Et si nous l’observions comme un immeuble de plusieurs étages, ce chantier conjugal ? Tout en haut, nous y trouvons les valeurs et les croyances. Nous aimerions donner à nos valeurs un caractère absolu (le sens de la vie, la vérité, la fidélité, le respect, etc.) et à nos croyances un caractère relatif (nous sommes faits l’un pour l’autre, je suis responsable de ton bonheur, si tu m’aimes tu changeras, etc.). Mais, si nous faisons l’inventaire sincère du contenu de notre "cloud idéel", nous devons reconnaître que cette distinction n’est pas si évidente et que, souvent, nous considérons que nos convictions sont des valeurs, alors que celles des autres ne sont que des croyances !

A l’étage inférieur, nous trouvons le lien rationnel qui relie les cerveaux du couple. Il s’agit de faire équipe, de prendre des décisions, de gérer les heurs et malheurs de l’existence. C’est le monde de l’entente efficace. A ne pas négliger !

Descendons encore pour atteindre l’étage des cœurs, celui des sentiments et des émotions, de la complicité, des partages qui peuvent nous conduire à la découverte de nos besoins existentiels. Puisque, comme on le sait, le senti ment, ce niveau est fragile. Je fais quoi le matin du premier jour où je ne me sens plus amoureux ? Je déménage ou je m’investis dans notre chantier ? Je peux aussi descendre au niveau du corps, de la tendresse, de la présence à soi et à l’autre ou, un peu plus bas, au niveau de la rencontre sexuelle, celle qui donne au couple ses racines et sa fécondité. Le lien sexuel est sans doute le plus puissant de tous et ce n’est pas un hasard si notre métaphore architecturale le situe dans les fondations. Il n’est fragile que s’il est confondu avec la jouissance. Elle n’est évidemment pas à refuser, mais il est bien hasardeux d’en faire le marqueur absolu de la qualité d’une construction conjugale. Les boiteries et les dysfonctions n’empêchent pas de "faire l’amour", c’est-à-dire de fabriquer de l’amour dans la joie d’être vivants.
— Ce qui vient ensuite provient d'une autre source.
//! Install command for the toolchain action.
//!
//! ## Process
//!
//! 1. Locate rustup, bootstrapping it if the runner does not have it
//! 2. Merge command line values and CI inputs with the project toolchain file
//! 3. Self-update rustup once if it is too old for profiles or components
//! 4. Set the profile, install the toolchain and add targets
//! 5. Report the active toolchain and publish version outputs

use anyhow::{Context, Result};
use clap::Args;
use tracing::{debug, info};

use crate::config::{self, Profile, RawConfig, ResolvedOptions};
use crate::errors::ActionError;
use crate::outputs;
use crate::rustup::{BootstrapConfig, CommandRunner, ProcessRunner, Rustup};
use crate::workflow::Workflow;

/// Channel name that triggers the automatic downgrade allowance.
const NIGHTLY: &str = "nightly";

/// Arguments for the install command.
///
/// Every option falls back to the CI input of the same name when it is not
/// given on the command line.
#[derive(Args, Debug, Default)]
pub struct InstallArgs {
    /// Toolchain to install (e.g. "stable", "1.75.0", "nightly-2024-01-01").
    #[arg(long)]
    pub toolchain: Option<String>,

    /// Toolchain profile to install.
    #[arg(long, value_enum)]
    pub profile: Option<Profile>,

    /// Components to install. May be repeated or comma-separated.
    #[arg(long, value_delimiter = ',')]
    pub components: Vec<String>,

    /// Platform(s) to install the toolchain for. May be repeated or comma-separated.
    #[arg(long, value_delimiter = ',')]
    pub targets: Vec<String>,

    /// Set the installed toolchain as the rustup default.
    #[arg(long)]
    pub default: bool,

    /// Set the installed toolchain as the override for the current directory.
    #[arg(long = "override")]
    pub set_override: bool,

    /// Force an update, even if some components are missing.
    #[arg(long)]
    pub force: bool,
}

impl InstallArgs {
    /// Combines the command line with the CI inputs.
    ///
    /// # Errors
    ///
    /// Returns an error if a CI input cannot be interpreted.
    pub fn to_raw_config(&self, workflow: &Workflow) -> Result<RawConfig, ActionError> {
        let profile = match self.profile {
            Some(profile) => Some(profile),
            None => workflow
                .input("profile")
                .map(|value| value.parse::<Profile>())
                .transpose()?,
        };

        Ok(RawConfig {
            toolchain: self.toolchain.clone().or_else(|| workflow.input("toolchain")),
            profile,
            components: non_empty(&self.components).or_else(|| workflow.input_list("components")),
            targets: non_empty(&self.targets).or_else(|| workflow.input_list("targets")),
            set_default: flag(self.default, workflow, "default")?,
            set_override: flag(self.set_override, workflow, "override")?,
            force: flag(self.force, workflow, "force")?,
        })
    }
}

fn non_empty(values: &[String]) -> Option<Vec<String>> {
    (!values.is_empty()).then(|| values.to_vec())
}

fn flag(cli: bool, workflow: &Workflow, input: &str) -> Result<Option<bool>, ActionError> {
    if cli {
        Ok(Some(true))
    } else {
        workflow.input_bool(input)
    }
}

/// Executes the install command.
///
/// # Errors
///
/// Returns an error if any step fails; no step is retried.
pub async fn execute(args: &InstallArgs, workflow: &Workflow) -> Result<()> {
    let input = args.to_raw_config(workflow)?;

    let cwd = std::env::current_dir().context("Failed to determine the working directory")?;
    let runner = ProcessRunner::new(workflow.var("PATH"), cwd.clone());
    let bootstrap = BootstrapConfig::detect(workflow);

    let rustup = Rustup::get_or_install(&runner, workflow, &bootstrap).await?;
    debug!("Using rustup at {}", rustup.path().display());

    let input = config::apply_toolchain_file(input, &cwd)?;
    debug!("{input:?}");
    let options = input.resolve();

    run(&rustup, options, workflow).await?;
    Ok(())
}

/// Installs the toolchain described by `options` and publishes the outputs.
///
/// # Errors
///
/// Returns the first failing step's error.
pub async fn run<R: CommandRunner>(
    rustup: &Rustup<'_, R>,
    mut options: ResolvedOptions,
    workflow: &Workflow,
) -> Result<(), ActionError> {
    let mut should_self_update = !rustup.supports_profiles().await?;

    if !options.components.is_empty() && !rustup.supports_components().await? {
        should_self_update = true;
    }

    if should_self_update {
        let _group = workflow.group("Updating rustup");
        rustup.self_update().await?;
        options.no_self_update = true;
    }

    rustup.set_profile(options.profile).await?;

    apply_downgrade_policy(&mut options);

    rustup.install_toolchain(&options).await?;

    if !options.targets.is_empty() {
        rustup.add_targets(&options).await?;
    }

    info!("{}", rustup.active_toolchain().await?);

    for output in outputs::collect(rustup.runner()).await? {
        workflow.set_output(output.name, &output.value)?;
    }
    Ok(())
}

/// Allows rustup to fall back to an older nightly that has every requested
/// component.
///
/// Applies only to the bare `nightly` channel with at least one component;
/// a dated nightly is left pinned. See rust-lang/rustup#2146.
pub fn apply_downgrade_policy(options: &mut ResolvedOptions) {
    if options.toolchain == NIGHTLY && !options.components.is_empty() {
        options.allow_downgrade = true;
    }
}

#[cfg(test)]
mod tests {
    use super::*;
    use crate::rustup::runner::fake::FakeRunner;
    use assert_fs::TempDir;
    use assert_fs::prelude::*;

    fn strings(values: &[&str]) -> Vec<String> {
        values.iter().map(ToString::to_string).collect()
    }

    fn resolved(toolchain: &str, components: &[&str]) -> ResolvedOptions {
        RawConfig {
            toolchain: Some(toolchain.into()),
            components: Some(strings(components)),
            ..RawConfig::default()
        }
        .resolve()
    }

    /// Workflow writing outputs into a fresh temporary file.
    fn workflow_with_output(temp: &TempDir) -> Workflow {
        let output = temp.child("output").path().display().to_string();
        Workflow::from_vars([("GITHUB_OUTPUT", output)])
    }

    #[test]
    fn downgrade_allowed_for_bare_nightly_with_components() {
        let mut options = resolved("nightly", &["rustfmt"]);
        apply_downgrade_policy(&mut options);
        assert!(options.allow_downgrade);
    }

    #[test]
    fn downgrade_not_allowed_otherwise() {
        for (toolchain, components) in [
            ("nightly-2020-03-20", &["rustfmt"][..]),
            ("stable", &["rustfmt"][..]),
            ("nightly", &[][..]),
            ("Nightly", &["clippy"][..]),
        ] {
            let mut options = resolved(toolchain, components);
            apply_downgrade_policy(&mut options);
            assert!(
                !options.allow_downgrade,
                "{toolchain} with {components:?} must not allow downgrade"
            );
        }
    }

    #[test]
    fn cli_values_win_over_inputs() {
        let workflow = Workflow::from_vars([
            ("INPUT_TOOLCHAIN", "beta"),
            ("INPUT_COMPONENTS", "miri"),
            ("INPUT_PROFILE", "complete"),
        ]);
        let args = InstallArgs {
            toolchain: Some("nightly".into()),
            components: strings(&["rustfmt", "clippy"]),
            ..InstallArgs::default()
        };

        let raw = args.to_raw_config(&workflow).unwrap();
        assert_eq!(raw.toolchain.as_deref(), Some("nightly"));
        assert_eq!(raw.components, Some(strings(&["rustfmt", "clippy"])));
        assert_eq!(raw.profile, Some(Profile::Complete));
    }

    #[test]
    fn inputs_fill_unset_options() {
        let workflow = Workflow::from_vars([
            ("INPUT_TOOLCHAIN", "1.75.0"),
            ("INPUT_TARGETS", "wasm32-unknown-unknown, thumbv7em-none-eabihf"),
            ("INPUT_DEFAULT", "true"),
            ("INPUT_OVERRIDE", "false"),
        ]);

        let raw = InstallArgs::default().to_raw_config(&workflow).unwrap();
        assert_eq!(raw.toolchain.as_deref(), Some("1.75.0"));
        assert_eq!(
            raw.targets,
            Some(strings(&["wasm32-unknown-unknown", "thumbv7em-none-eabihf"]))
        );
        assert_eq!(raw.set_default, Some(true));
        assert_eq!(raw.set_override, Some(false));
        assert_eq!(raw.force, None);
        assert_eq!(raw.components, None);
    }

    #[test]
    fn invalid_profile_input_is_rejected() {
        let workflow = Workflow::from_vars([("INPUT_PROFILE", "everything")]);
        let err = InstallArgs::default().to_raw_config(&workflow).unwrap_err();
        assert!(matches!(err, ActionError::InvalidInput { .. }));
    }

    #[test]
    fn cli_flag_wins_over_false_input() {
        let workflow = Workflow::from_vars([("INPUT_FORCE", "false")]);
        let args = InstallArgs {
            force: true,
            ..InstallArgs::default()
        };

        assert_eq!(args.to_raw_config(&workflow).unwrap().force, Some(true));
    }

    #[tokio::test]
    async fn nightly_with_components_on_current_rustup() {
        let temp = TempDir::new().unwrap();
        let workflow = workflow_with_output(&temp);
        let runner = FakeRunner::with_rustup_version("1.25.0");
        let rustup = Rustup::get(&runner).unwrap();

        run(&rustup, resolved("nightly", &["c1", "c2"]), &workflow)
            .await
            .unwrap();

        assert_eq!(
            runner.rustup_actions(),
            vec![
                strings(&["set", "profile", "default"]),
                strings(&[
                    "toolchain",
                    "install",
                    "nightly",
                    "--component",
                    "c1",
                    "--component",
                    "c2",
                    "--allow-downgrade"
                ]),
            ]
        );
    }

    #[tokio::test]
    async fn old_rustup_self_updates_once() {
        let temp = TempDir::new().unwrap();
        let workflow = workflow_with_output(&temp);
        let runner = FakeRunner::with_rustup_version("1.19.0");
        let rustup = Rustup::get(&runner).unwrap();

        run(&rustup, resolved("stable", &["clippy"]), &workflow)
            .await
            .unwrap();

        let actions = runner.rustup_actions();
        let self_updates = actions
            .iter()
            .filter(|args| *args == &strings(&["self", "update"]))
            .count();
        assert_eq!(self_updates, 1);
        assert_eq!(actions[0], strings(&["self", "update"]));
        assert_eq!(
            actions[2],
            strings(&[
                "toolchain",
                "install",
                "stable",
                "--component",
                "clippy",
                "--no-self-update"
            ])
        );
    }

    #[tokio::test]
    async fn components_version_only_checked_when_components_requested() {
        let temp = TempDir::new().unwrap();
        let workflow = workflow_with_output(&temp);
        let runner = FakeRunner::with_rustup_version("1.26.0");
        let rustup = Rustup::get(&runner).unwrap();

        run(&rustup, resolved("stable", &[]), &workflow).await.unwrap();

        let version_queries = runner
            .calls_to("rustup")
            .iter()
            .filter(|args| *args == &strings(&["-V"]))
            .count();
        // one for profiles, one for the `rustup` output
        assert_eq!(version_queries, 2);
    }

    #[tokio::test]
    async fn failed_self_update_aborts_run() {
        let temp = TempDir::new().unwrap();
        let workflow = workflow_with_output(&temp);
        let runner = FakeRunner::with_rustup_version("1.19.0").failing_on(&["rustup", "self"]);
        let rustup = Rustup::get(&runner).unwrap();

        let err = run(&rustup, resolved("stable", &[]), &workflow)
            .await
            .unwrap_err();

        assert!(matches!(err, ActionError::CommandFailed { .. }));
        assert_eq!(runner.rustup_actions(), vec![strings(&["self", "update"])]);
        temp.child("output").assert(predicates::path::missing());
    }

    #[tokio::test]
    async fn targets_added_after_install_and_outputs_published() {
        let temp = TempDir::new().unwrap();
        let workflow = workflow_with_output(&temp);
        let runner = FakeRunner::default();
        let rustup = Rustup::get(&runner).unwrap();
        let mut options = resolved("1.75.0", &[]);
        options.targets = strings(&["wasm32-wasip1"]);
        options.set_default = true;
        options.profile = Profile::Minimal;

        run(&rustup, options, &workflow).await.unwrap();

        assert_eq!(
            runner.rustup_actions(),
            vec![
                strings(&["set", "profile", "minimal"]),
                strings(&["toolchain", "install", "1.75.0"]),
                strings(&["default", "1.75.0"]),
                strings(&["target", "add", "wasm32-wasip1", "--toolchain", "1.75.0"]),
            ]
        );
        temp.child("output").assert(
            "rustc=1.75.0\nrustc_hash=82e1608df\ncargo=1.75.0\nrustup=1.26.0\n",
        );
    }

    #[tokio::test]
    async fn failed_install_skips_targets() {
        let temp = TempDir::new().unwrap();
        let workflow = workflow_with_output(&temp);
        let runner = FakeRunner::default().failing_on(&["rustup", "toolchain", "install"]);
        let rustup = Rustup::get(&runner).unwrap();
        let mut options = resolved("stable", &[]);
        options.targets = strings(&["wasm32-wasip1"]);

        assert!(run(&rustup, options, &workflow).await.is_err());
        assert!(
            runner
                .rustup_actions()
                .iter()
                .all(|args| args[0] != "target")
        );
    }
}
Voici donc parcourus nos cinq étages : les valeurs idéelles, l’entente rationnelle, la complicité émotionnelle, la tendresse corporelle et le désir sexuel. Ils sont tous importants, quel que soit l’ordre chronologique de leur édification. La métaphore a ses limites, car les étages ne sont pas toujours clairement identifiés par les propriétaires. L’un s’exprime en sentiments, l’autre rationalise. L’un parle de tendresse, l’autre entend du sexe. L’un fait vibrer ses émotions, l’autre défend ses valeurs. Attention aux chutes et aux accidents de travail. Avec ses exaltations et ses découragements, il s’agit pourtant bien d’un chantier permanent. Pour les princes, comme pour les manants.

Armand Lequeux

 mercredi 17 décembre 2014

 La Libre Belgique

Commentaire de RYL:

Belle analyse du chantier enthousiasmant mais complexe de la construction du couple !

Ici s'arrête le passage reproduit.